Having an adequate selection of aquarium plants in your fish tank or aquarium is one of the best choices you can make for the wellbeing of your fish. They help to mimic your fish’s natural environment as well as providing several other essential functions. Some of the benefits that aquarium plants provide include improving the water quality by allowing for natural biological filtration. They also remove nitrates from the water and work to oxygenize the water resulting in healthier fish. Aquarium tanks with plants have fish which are calmer and exhibit reduced signs of stress as well as increasing their likelihood of breeding.

Once you have decided that adding aquarium plants to your aquarium is the healthiest option for your fish, you can then go about selecting which plants you would like to include. When first starting out, it is important to start with a large quantity of plants at once. This will ensure that there are more plants than algae in the fish’s environment. Having a large density of plants in the aquarium tank will ensure that the algae present do not absorb more nutrients than the plants. This is the main reason that aquariums which a small amount of plants do not flourish. Large quantities of plants can be obtained at club auctions at very reasonable prices.

A Variety Of Plants

When selecting your plants, there are a variety of available species to choose from. The best species for a first time planting are those that are relatively cheap and fast growing. This will ensure that your aquarium tank will be ready in as short a time as possible. Species to choose from include Vallisneria, Cabomba, Hygrophilia and hornwort. When selecting your plants, it is important to inspect them for snails and snail eggs. The best plants to start with that are guaranteed to be virtually free of snails are Hygrophilla lacustris (willowleaf hygro) and Nomaphila stricta (temple plant).

Adding Your Plants To Your Tank

Before installing the plants you have selected, you should make sure they are in pristine condition for the best health of the aquarium. This can be easily done by pruning your plants before placing them into the tank. To best prune your plants, you should remove any aging and yellowing leaves with a small pair of scissors or gardening shears. When pruning rooted plants, you can remove any visible soft brown roots as well as trimming any white roots that show up on the plant. If installing stem plants, you can make a fresh cut in the stem before planting.

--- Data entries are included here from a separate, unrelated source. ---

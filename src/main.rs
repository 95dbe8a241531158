//! qat CLI - QA checklist sessions and traceability reports.

use clap::Parser;
use qatrace::cli::{CatalogCommands, Cli, Commands, ConfigCommands, SessionCommands};
use qatrace::client::ApiClient;
use qatrace::commands::{self, Output, ReportOptions, ReportSource};
use qatrace::config::{self, ConfigOverrides, ResolvedConfig};
use qatrace::logging;
use qatrace::report::{ExportFormat, ReportFilter, ReportSort};
use std::process;

fn main() {
    let cli = Cli::parse();
    let human = cli.human_readable;

    if let Err(e) = run(cli) {
        if human {
            eprintln!("Error: {}", e);
        } else {
            eprintln!("{}", serde_json::json!({ "error": e.to_string() }));
        }
        process::exit(1);
    }
}

fn run(cli: Cli) -> Result<(), qatrace::Error> {
    let human = cli.human_readable;
    let overrides = overrides(&cli);

    let (file_config, config_path) = config::load_config(cli.config.as_deref())?;
    let resolved = config::resolve_config(&file_config, config_path, &overrides);
    resolved.validate()?;

    // Keep the guard alive so buffered file log lines are flushed on exit
    let _log_guard = logging::init_logging(&resolved)?;
    tracing::debug!(command = ?cli.command, "running command");

    run_command(cli.command, &resolved, human)
}

/// Collect the config values given on the command line (or via `QAT_*`).
fn overrides(cli: &Cli) -> ConfigOverrides {
    let mut overrides = ConfigOverrides {
        log_level: cli.log_level.clone(),
        log_format: cli.log_format,
        log_file: cli.log_file.clone(),
        ..ConfigOverrides::default()
    };

    match &cli.command {
        Commands::Serve {
            host,
            port,
            catalog,
            catalog_cache,
        } => {
            overrides.host = host.clone();
            overrides.port = *port;
            overrides.catalog = catalog.clone();
            overrides.catalog_cache = *catalog_cache;
        }
        Commands::Catalog { catalog, .. } => overrides.catalog = catalog.clone(),
        Commands::Session { server, .. } | Commands::Report { server, .. } => {
            overrides.server_url = server.clone();
        }
        Commands::Config { .. } => {}
    }
    overrides
}

fn run_command(
    command: Commands,
    config: &ResolvedConfig,
    human: bool,
) -> Result<(), qatrace::Error> {
    match command {
        Commands::Serve { .. } => run_server(config)?,

        Commands::Catalog { command, .. } => {
            let path = config.catalog.value.as_path();
            match command {
                CatalogCommands::Features => {
                    let result = commands::catalog_features(path)?;
                    output(&result, human);
                }
                CatalogCommands::Merge { features } => {
                    let result = commands::catalog_merge(path, features)?;
                    output(&result, human);
                }
                CatalogCommands::Check => {
                    let result = commands::catalog_check(path)?;
                    output(&result, human);
                }
            }
        }

        Commands::Session { command, .. } => {
            let client = ApiClient::new(&config.server_url.value);
            match command {
                SessionCommands::Features => {
                    let result = commands::session_features(&client)?;
                    output(&result, human);
                }
                SessionCommands::Create { features, exclude } => {
                    let result = commands::session_create(&client, features, &exclude)?;
                    output(&result, human);
                }
                SessionCommands::Show { id } => {
                    let result = commands::session_show(&client, &id)?;
                    output(&result, human);
                }
                SessionCommands::Mark {
                    id,
                    item,
                    status,
                    bug,
                } => {
                    let result = commands::session_mark(&client, &id, &item, status, bug)?;
                    output(&result, human);
                }
            }
        }

        Commands::Report {
            session,
            input,
            server: _,
            status,
            feature,
            search,
            sort,
            desc,
            format,
            output: output_path,
            save,
        } => {
            let source = match (session, input) {
                (Some(id), _) => ReportSource::Session(id),
                (None, Some(path)) => ReportSource::Input(path),
                (None, None) => {
                    return Err(qatrace::Error::Validation(
                        "Either --session or --input is required.".to_string(),
                    ));
                }
            };
            let default_format = if human {
                ExportFormat::Text
            } else {
                ExportFormat::Json
            };
            let options = ReportOptions {
                filter: ReportFilter {
                    status,
                    feature,
                    search,
                },
                sort: sort.map(|key| ReportSort {
                    key,
                    descending: desc,
                }),
                format: format.unwrap_or(default_format),
                output: output_path,
                save,
            };
            let client = ApiClient::new(&config.server_url.value);
            let result = commands::report(&client, &source, &options)?;
            output(&result, human);
        }

        Commands::Config { command } => match command {
            ConfigCommands::Show => {
                let result = commands::config_show(config);
                output(&result, human);
            }
        },
    }

    Ok(())
}

fn output<T: Output>(result: &T, human: bool) {
    if human {
        println!("{}", result.to_human());
    } else {
        println!("{}", result.to_json());
    }
}

/// Run the API server on a multi-threaded runtime until Ctrl+C.
fn run_server(config: &ResolvedConfig) -> Result<(), qatrace::Error> {
    tokio::runtime::Builder::new_multi_thread()
        .enable_all()
        .build()
        .map_err(|e| qatrace::Error::Other(format!("Failed to create runtime: {}", e)))?
        .block_on(qatrace::server::start_server(config))
}

#[cfg(test)]
mod tests {
    use super::*;

    #[test]
    fn test_catalog_cache_flag_beats_config_file() {
        let cli = Cli::try_parse_from(["qat", "serve", "--catalog-cache=false"]).unwrap();
        let file = config::QatConfig {
            catalog_cache: Some(true),
            ..Default::default()
        };
        let resolved = config::resolve_config(&file, None, &overrides(&cli));
        assert!(!resolved.catalog_cache.value);
        assert_eq!(resolved.catalog_cache.source, config::ValueSource::CliFlag);
    }
}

Once your plants have been properly pruned, you can then go about setting them inside the tank. This is best done with a half filled tank for greater ease and efficiency. Make a small hole for the plant you are working with and then insert the plant into the hole while placing gravel over the roots as any exposed roots may be attacked by fur algae. The new plants may take some time to get settled and properly rooted so try to avoid moving them unless absolutely necessary as it takes a while for a plant to recover from a move. Your newly placed plants will need a very specific environment to ensure their optimal development. Algae can easily overtake a newly planted tank if there are elements within the environment which are out of balance. Any lights should be placed on a timer with a rotating daily cycle of eight to ten hours. The lights should be reduced if any excess of algae begins to form. Once this environment has been properly established, a lighting cycle of ever ten to twelve hours per day will suffice.

You may have a selection of fish that you will like to introduce to your tank right away, however this may not be best. The ideal starter fish for a new tank are those that can eat algae immediately as it shows up such as mollies, flying foxes, and certain types of catfish. More fish can be added at a later date; however special attention should be paid to the amount of fish in relation to plants to ensure the highest water quality possible.

Regular upkeep of your plants will also guarantee that your fish remain as healthy as possible. To maintain the health of your plants, you should prune them regularly making sure to remove any old and damaged leaves. In the case of floating plants or stem plants, these should be thinned out to avoid any overcrowding that may occur in the tank. Overcrowding from stem and floater plants can cause a diminished light stream which would negatively affect the aquarium’s environment. Pruning stem plants will also result in doubling at the point of each node which will cause thicker, lusher plants to grow in. Pruning can be done on an as needed basis by performing a perfunctory check of the state of your aquarium plants on a regular basis.

Aquarium plants will add a breath of fresh air to your tank, literally. Not only will they enhance the visual appearance of your fish’s environment but they will also aid in maintaining the health of your fish and limiting the overgrowth of algae in your tank. Aquarium plants are an essential element of any aquarium tank. By selecting the best plants for your tank, providing adequate lighting, and maintaining your plant’s health through regular pruning, your aquarium planting success is virtually guaranteed.